One can purchase and install secondary diesel fuel cleaners or fuel polishers that clean the fuel on its way from the fuel tank to your engine. Companies including Reverso Pumps, Algae-X, ESI Total Fuel Management, Gulf Coast Filters, Walker Engineering, and others supply them in various capacities.
Mulling the thought of taking my boat to the Caribbean one winter, I asked some boating friends who participated annually in a Caribbean-bound rally, whether I might need to install a fuel polishing system beforehand. They aren’t cheap, and require engine room space, which may be at a premium in a sailboat. My friend’s response was that, generally, the quality of fuel in the U.S. is adequate to avoid the need for such a system, and even most popular destinations in the Caribbean have clean fuel, in part because so much of it is purchased there that there is no opportunity for it to ‘stale.’ But for auxiliary cruisers visiting out-of-the-way destinations in Central America or lesser-visited Caribbean haunts, having a diesel fuel polishing system is advisable, because you may never know when you may pump in a batch of bad stuff.
Tanks
The Achilles’ heel of any fuel system, I feel, is the fuel tank. You wouldn’t drink nice spring water out of a rusty can, so why would you let your engine sip fuel out of a dirty, corroding tank full of sediment? It makes no sense. When I re-built my 1930 gaff yawl, after ripping off the rotted transom, I pulled out the corroding galvanized sheet steel fuel tanks and replaced them with permanent molded polypropylene tanks made by Moeller Marine before rebuilding and replanking the transom. A singular advantage of having a translucent tank material is that if you ever mistrust your fuel gauge, climbing aft with a powerful flashlight will let you see right away how full the tank is.
Filters
For diesel fuel and engines, you need a fuel/water separator, but you especially need spare paper cartridge filters, RACORs, or whatever your system uses, always several more than you think, especially if embarking on a long passage over open water.
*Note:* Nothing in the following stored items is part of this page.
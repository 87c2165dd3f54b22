//! # Picstash Architecture
//!
//! Picstash ingests an image URL into the next numbered slot of a git-backed
//! storage tree: allocate `max(existing) + 1`, download, re-encode as JPEG,
//! then stage/commit/push the new slot. The flow is strictly sequential
//! (Allocator, then Ingestor, then Publisher), with no retry and no rollback.
//!
//! ## The Layers
//!
//! ```text
//! ┌─────────────────────────────────────────────────────────────┐
//! │  CLI Layer (args.rs, wired by main.rs)                      │
//! │  - Parses arguments, renders messages, owns exit codes      │
//! │  - The ONLY place that knows about stdout/stderr            │
//! └─────────────────────────────────────────────────────────────┘
//!                              │
//!                              ▼
//! ┌─────────────────────────────────────────────────────────────┐
//! │  API Layer (api.rs)                                         │
//! │  - Thin facade over commands                                │
//! │  - Returns structured Result<CmdResult>                     │
//! └─────────────────────────────────────────────────────────────┘
//!                              │
//!                              ▼
//! ┌─────────────────────────────────────────────────────────────┐
//! │  Command Layer (commands/*.rs)                              │
//! │  - Orchestration: slot → download → transcode → publish     │
//! │  - No terminal I/O whatsoever                               │
//! └─────────────────────────────────────────────────────────────┘
//!                              │
//!                              ▼
//! ┌─────────────────────────────────────────────────────────────┐
//! │  Collaborators (store/, fetch.rs, imaging.rs, publish.rs)   │
//! │  - SlotStore (filesystem), Fetcher (HTTP),                  │
//! │    imaging (JPEG transcode), Publisher trait (git)          │
//! └─────────────────────────────────────────────────────────────┘
//! ```
//!
//! ## Key Principle: No I/O Assumptions in Core
//!
//! From `api.rs` inward, code takes regular Rust arguments, returns
//! `Result<CmdResult>`, never writes to stdout/stderr, and never calls
//! `std::process::exit`. Progress is carried out of the command layer as
//! leveled [`commands::CmdMessage`]s for the CLI to render.
//!
//! ## Consistency Model
//!
//! Slot numbers are never reused or renumbered. Reservation happens through
//! the atomic create-if-absent directory primitive, so two racing runs
//! cannot silently share a slot: the loser retries onto the next number.
//! Everything downstream is fail-fast with no compensation: a publish
//! failure leaves a populated, unpublished slot on disk for manual
//! remediation, and a re-run allocates a fresh number.
//!
//! ## Module Overview
//!
//! - [`api`]: The API facade, entry point for all operations
//! - [`commands`]: Orchestration logic for each subcommand
//! - [`store`]: Slot allocation and enumeration over the storage root
//! - [`fetch`]: HTTP download with a bounded redirect loop
//! - [`imaging`]: Decode-by-sniffing and JPEG re-encoding
//! - [`publish`]: The `Publisher` seam and its git implementation
//! - [`model`]: Core data types (`Slot`, `Layout`)
//! - [`config`]: Configuration management
//! - [`error`]: Error types

pub mod api;
pub mod commands;
pub mod config;
pub mod error;
pub mod fetch;
pub mod imaging;
pub mod model;
pub mod publish;
pub mod store;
This message was driven home to me on a catamaran delivery to St. Martin a number of years ago. The owner had decided to convert the starboard side metal water tank into an extra fuel tank by draining it, reconfiguring the hoses, and filling it with red diesel fuel. Of course, all the happy microorganisms that like to grow in diesel found themselves to be guests at a sumptuous dinner.
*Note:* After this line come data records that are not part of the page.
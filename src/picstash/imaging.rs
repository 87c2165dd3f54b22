//! JPEG transcoding for the ingest flow.
//!
//! The downloaded bytes are decoded by sniffing their content; the server's
//! Content-Type is never trusted. Whatever the source format, the canonical
//! artifact is an RGB JPEG at the configured quality.

use crate::error::{PicstashError, Result};
use image::codecs::jpeg::JpegEncoder;
use image::{DynamicImage, ImageReader};
use std::fs::File;
use std::io::{BufWriter, Write};
use std::path::Path;

/// Decode `source` and re-encode it as a JPEG at `quality` into `dest`.
///
/// Unrecognized or truncated bytes fail with a decode error; a zero-byte
/// source fails the same way rather than producing an empty JPEG.
pub fn transcode_to_jpeg(source: &Path, dest: &Path, quality: u8) -> Result<()> {
    let reader = ImageReader::open(source)
        .map_err(PicstashError::Io)?
        .with_guessed_format()
        .map_err(PicstashError::Io)?;
    let decoded = reader
        .decode()
        .map_err(|e| PicstashError::Decode(e.to_string()))?;

    // JPEG has no alpha channel; flatten everything to RGB first
    let rgb = DynamicImage::ImageRgb8(decoded.to_rgb8());

    let file = File::create(dest).map_err(|e| {
        PicstashError::Write(format!("cannot create {}: {}", dest.display(), e))
    })?;
    let mut writer = BufWriter::new(file);
    rgb.write_with_encoder(JpegEncoder::new_with_quality(&mut writer, quality))
        .map_err(|e| PicstashError::Write(format!("while encoding {}: {}", dest.display(), e)))?;
    writer
        .flush()
        .map_err(|e| PicstashError::Write(format!("while writing {}: {}", dest.display(), e)))?;
    Ok(())
}
use crate::error::PicstashError;
use serde::{Deserialize, Serialize};
use std::fmt;
use std::path::PathBuf;
use std::str::FromStr;

/// The canonical image file inside a finalized slot.
pub const CANONICAL_IMAGE: &str = "1.jpg";

/// Transient download artifact inside a slot; must not survive a run.
pub const TEMP_DOWNLOAD: &str = "temp_download";

/// Where slots live relative to the storage root.
#[derive(Debug, Clone, Copy, Default, PartialEq, Eq, Serialize, Deserialize)]
#[serde(rename_all = "lowercase")]
pub enum Layout {
    /// `<root>/<N>/`
    #[default]
    Flat,
    /// `<root>/items/<N>/`
    Items,
}

impl Layout {
    pub fn as_str(&self) -> &'static str {
        match self {
            Layout::Flat => "flat",
            Layout::Items => "items",
        }
    }
}

impl fmt::Display for Layout {
    fn fmt(&self, f: &mut fmt::Formatter<'_>) -> fmt::Result {
        f.write_str(self.as_str())
    }
}

impl FromStr for Layout {
    type Err = PicstashError;

    fn from_str(s: &str) -> Result<Self, Self::Err> {
        match s {
            "flat" => Ok(Layout::Flat),
            "items" => Ok(Layout::Items),
            other => Err(PicstashError::Usage(format!(
                "Unknown layout '{}' (expected 'flat' or 'items')",
                other
            ))),
        }
    }
}

/// A freshly reserved slot: a numeric directory awaiting its canonical image.
#[derive(Debug, Clone)]
pub struct Slot {
    pub id: u32,
    pub dir: PathBuf,
}

impl Slot {
    pub fn image_path(&self) -> PathBuf {
        self.dir.join(CANONICAL_IMAGE)
    }

    pub fn temp_path(&self) -> PathBuf {
        self.dir.join(TEMP_DOWNLOAD)
    }
}

/// An existing slot as seen by `list`: id, location, and canonical image
/// size when present.
#[derive(Debug, Clone)]
pub struct SlotInfo {
    pub id: u32,
    pub dir: PathBuf,
    pub image_size: Option<u64>,
}

#[cfg(test)]
mod tests {
    use super::*;

    #[test]
    fn layout_parses_known_names() {
        assert_eq!("flat".parse::<Layout>().unwrap(), Layout::Flat);
        assert_eq!("items".parse::<Layout>().unwrap(), Layout::Items);
    }

    #[test]
    fn layout_rejects_unknown_names() {
        assert!("nested".parse::<Layout>().is_err());
    }

    #[test]
    fn slot_paths_are_inside_the_slot_dir() {
        let slot = Slot {
            id: 7,
            dir: PathBuf::from("/store/7"),
        };
        assert_eq!(slot.image_path(), PathBuf::from("/store/7/1.jpg"));
        assert_eq!(slot.temp_path(), PathBuf::from("/store/7/temp_download"));
    }
}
We didn’t have spare filters, maybe two, one for each of the two small engines. We were racing to reach St. Martin before a forecasted gale in a few days (which became Hurricane Lenny), and for every couple of hours of running time, the fuel filters had to be pulled and swapped and the dirty ones washed out in warm water and detergent and dried so as to be re-usable. They became brown and hairy from being washed so many times. This seemingly endless nightmare cycle continued for two days, punctuated by the need to occasionally crawl astern in rough seas and climb down into the hot, dark, cramped, oily engine compartments to bleed and re-start each engine if it became air-bound during filter changeout.
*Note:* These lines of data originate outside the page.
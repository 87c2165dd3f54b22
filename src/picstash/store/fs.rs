use crate::error::{PicstashError, Result};
use crate::model::{Layout, Slot, SlotInfo, CANONICAL_IMAGE};
use std::fs;
use std::io;
use std::path::{Path, PathBuf};

pub struct SlotStore {
    root: PathBuf,
    layout: Layout,
}

impl SlotStore {
    pub fn new(root: PathBuf, layout: Layout) -> Self {
        Self { root, layout }
    }

    pub fn root(&self) -> &Path {
        &self.root
    }

    pub fn layout(&self) -> Layout {
        self.layout
    }

    /// The directory whose numeric children are slots.
    pub fn slots_dir(&self) -> PathBuf {
        match self.layout {
            Layout::Flat => self.root.clone(),
            Layout::Items => self.root.join("items"),
        }
    }

    /// Path of a slot relative to the storage root (`"3"` or `"items/3"`).
    /// This is what gets staged and what progress lines show.
    pub fn slot_rel_path(&self, id: u32) -> PathBuf {
        match self.layout {
            Layout::Flat => PathBuf::from(id.to_string()),
            Layout::Items => Path::new("items").join(id.to_string()),
        }
    }

    fn existing_ids(&self) -> Result<Vec<u32>> {
        let dir = self.slots_dir();
        if !dir.exists() {
            return Ok(Vec::new());
        }

        let entries = fs::read_dir(&dir).map_err(|e| {
            PicstashError::Filesystem(format!("cannot list {}: {}", dir.display(), e))
        })?;

        let mut ids = Vec::new();
        for entry in entries {
            let entry = entry.map_err(|e| {
                PicstashError::Filesystem(format!("cannot list {}: {}", dir.display(), e))
            })?;
            let name = entry.file_name();
            let Some(name) = name.to_str() else {
                continue;
            };
            if name.is_empty() || !name.bytes().all(|b| b.is_ascii_digit()) {
                continue;
            }
            let is_dir = entry.file_type().map(|t| t.is_dir()).unwrap_or(false);
            if !is_dir {
                continue;
            }
            if let Ok(id) = name.parse::<u32>() {
                ids.push(id);
            }
        }
        Ok(ids)
    }

    /// Compute the next slot number without creating anything.
    ///
    /// Pure read; reservation is a separate step so the read-to-create
    /// window stays as small as possible.
    pub fn next_id(&self) -> Result<u32> {
        Ok(self
            .existing_ids()?
            .into_iter()
            .max()
            .map_or(1, |max| max + 1))
    }

    /// Allocate and reserve the next slot.
    ///
    /// `fs::create_dir` fails on an existing directory, so a concurrent run
    /// that wins the same number pushes this one onto the next allocation
    /// instead of both writing into one slot.
    pub fn create_next(&self) -> Result<Slot> {
        let dir = self.slots_dir();
        if !dir.exists() {
            fs::create_dir_all(&dir).map_err(|e| {
                PicstashError::Filesystem(format!("cannot create {}: {}", dir.display(), e))
            })?;
        }

        loop {
            let id = self.next_id()?;
            let slot_dir = dir.join(id.to_string());
            match fs::create_dir(&slot_dir) {
                Ok(()) => return Ok(Slot { id, dir: slot_dir }),
                // Lost the race to another run; its directory will show up
                // in the next allocation pass.
                Err(e) if e.kind() == io::ErrorKind::AlreadyExists && slot_dir.is_dir() => {
                    continue;
                }
                Err(e) => {
                    return Err(PicstashError::Filesystem(format!(
                        "cannot create slot {}: {}",
                        slot_dir.display(),
                        e
                    )))
                }
            }
        }
    }

    /// Enumerate existing slots in ascending id order.
    pub fn list(&self) -> Result<Vec<SlotInfo>> {
        let dir = self.slots_dir();
        let mut ids = self.existing_ids()?;
        ids.sort_unstable();

        let mut slots = Vec::with_capacity(ids.len());
        for id in ids {
            let slot_dir = dir.join(id.to_string());
            let image_size = fs::metadata(slot_dir.join(CANONICAL_IMAGE))
                .ok()
                .map(|m| m.len());
            slots.push(SlotInfo {
                id,
                dir: slot_dir,
                image_size,
            });
        }
        Ok(slots)
    }
}

#[cfg(test)]
mod tests {
    use super::*;
    use tempfile::TempDir;

    fn flat_store() -> (TempDir, SlotStore) {
        let temp = TempDir::new().unwrap();
        let store = SlotStore::new(temp.path().to_path_buf(), Layout::Flat);
        (temp, store)
    }

    #[test]
    fn next_id_is_one_for_empty_root() {
        let (_temp, store) = flat_store();
        assert_eq!(store.next_id().unwrap(), 1);
    }

    #[test]
    fn next_id_is_one_for_missing_root() {
        let temp = TempDir::new().unwrap();
        let store = SlotStore::new(temp.path().join("nope"), Layout::Flat);
        assert_eq!(store.next_id().unwrap(), 1);
    }

    #[test]
    fn next_id_skips_holes() {
        let (temp, store) = flat_store();
        for n in ["1", "2", "4"] {
            fs::create_dir(temp.path().join(n)).unwrap();
        }
        assert_eq!(store.next_id().unwrap(), 5);
    }

    #[test]
    fn next_id_ignores_non_numeric_siblings() {
        let (temp, store) = flat_store();
        fs::create_dir(temp.path().join("3")).unwrap();
        fs::create_dir(temp.path().join("assets")).unwrap();
        fs::create_dir(temp.path().join("12abc")).unwrap();
        fs::write(temp.path().join("README.md"), "readme").unwrap();
        assert_eq!(store.next_id().unwrap(), 4);
    }

    #[test]
    fn next_id_ignores_numeric_files() {
        let (temp, store) = flat_store();
        fs::create_dir(temp.path().join("2")).unwrap();
        // A numeric *file* is not a slot
        fs::write(temp.path().join("9"), "not a slot").unwrap();
        assert_eq!(store.next_id().unwrap(), 3);
    }

    #[test]
    fn create_next_reserves_the_directory() {
        let (temp, store) = flat_store();
        let slot = store.create_next().unwrap();
        assert_eq!(slot.id, 1);
        assert!(temp.path().join("1").is_dir());

        // Allocation is never reused
        let slot = store.create_next().unwrap();
        assert_eq!(slot.id, 2);
    }

    #[test]
    fn create_next_retries_past_a_colliding_directory() {
        let (temp, store) = flat_store();
        fs::create_dir(temp.path().join("1")).unwrap();
        let slot = store.create_next().unwrap();
        assert_eq!(slot.id, 2);
    }

    #[test]
    fn items_layout_nests_slots() {
        let temp = TempDir::new().unwrap();
        let store = SlotStore::new(temp.path().to_path_buf(), Layout::Items);

        let slot = store.create_next().unwrap();
        assert_eq!(slot.id, 1);
        assert!(temp.path().join("items").join("1").is_dir());
        assert_eq!(store.slot_rel_path(1), Path::new("items").join("1"));
    }

    #[test]
    fn items_layout_ignores_root_level_slots() {
        let temp = TempDir::new().unwrap();
        fs::create_dir(temp.path().join("7")).unwrap();
        let store = SlotStore::new(temp.path().to_path_buf(), Layout::Items);
        assert_eq!(store.next_id().unwrap(), 1);
    }

    #[test]
    fn list_reports_image_presence() {
        let (temp, store) = flat_store();
        fs::create_dir(temp.path().join("1")).unwrap();
        fs::write(temp.path().join("1").join(CANONICAL_IMAGE), [0xffu8; 16]).unwrap();
        fs::create_dir(temp.path().join("2")).unwrap();

        let slots = store.list().unwrap();
        assert_eq!(slots.len(), 2);
        assert_eq!(slots[0].id, 1);
        assert_eq!(slots[0].image_size, Some(16));
        assert_eq!(slots[1].id, 2);
        assert_eq!(slots[1].image_size, None);
    }

    #[test]
    fn list_is_sorted_numerically() {
        let (temp, store) = flat_store();
        for n in ["10", "2", "1"] {
            fs::create_dir(temp.path().join(n)).unwrap();
        }
        let ids: Vec<u32> = store.list().unwrap().into_iter().map(|s| s.id).collect();
        assert_eq!(ids, vec![1, 2, 10]);
    }
}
Small auxiliary diesel engines are extremely reliable, dependable servants especially under adverse conditions. To keep them that way, keep their fuel and fuel pathways clean, and stored fuel properly conditioned.
About the Author: Capt. Mike Martel holds a 100-ton Master's license and is a lifelong boating and marine industry enthusiast. He enjoys delivering boats to destinations along the East Coast and to the Caribbean and writing about his experiences.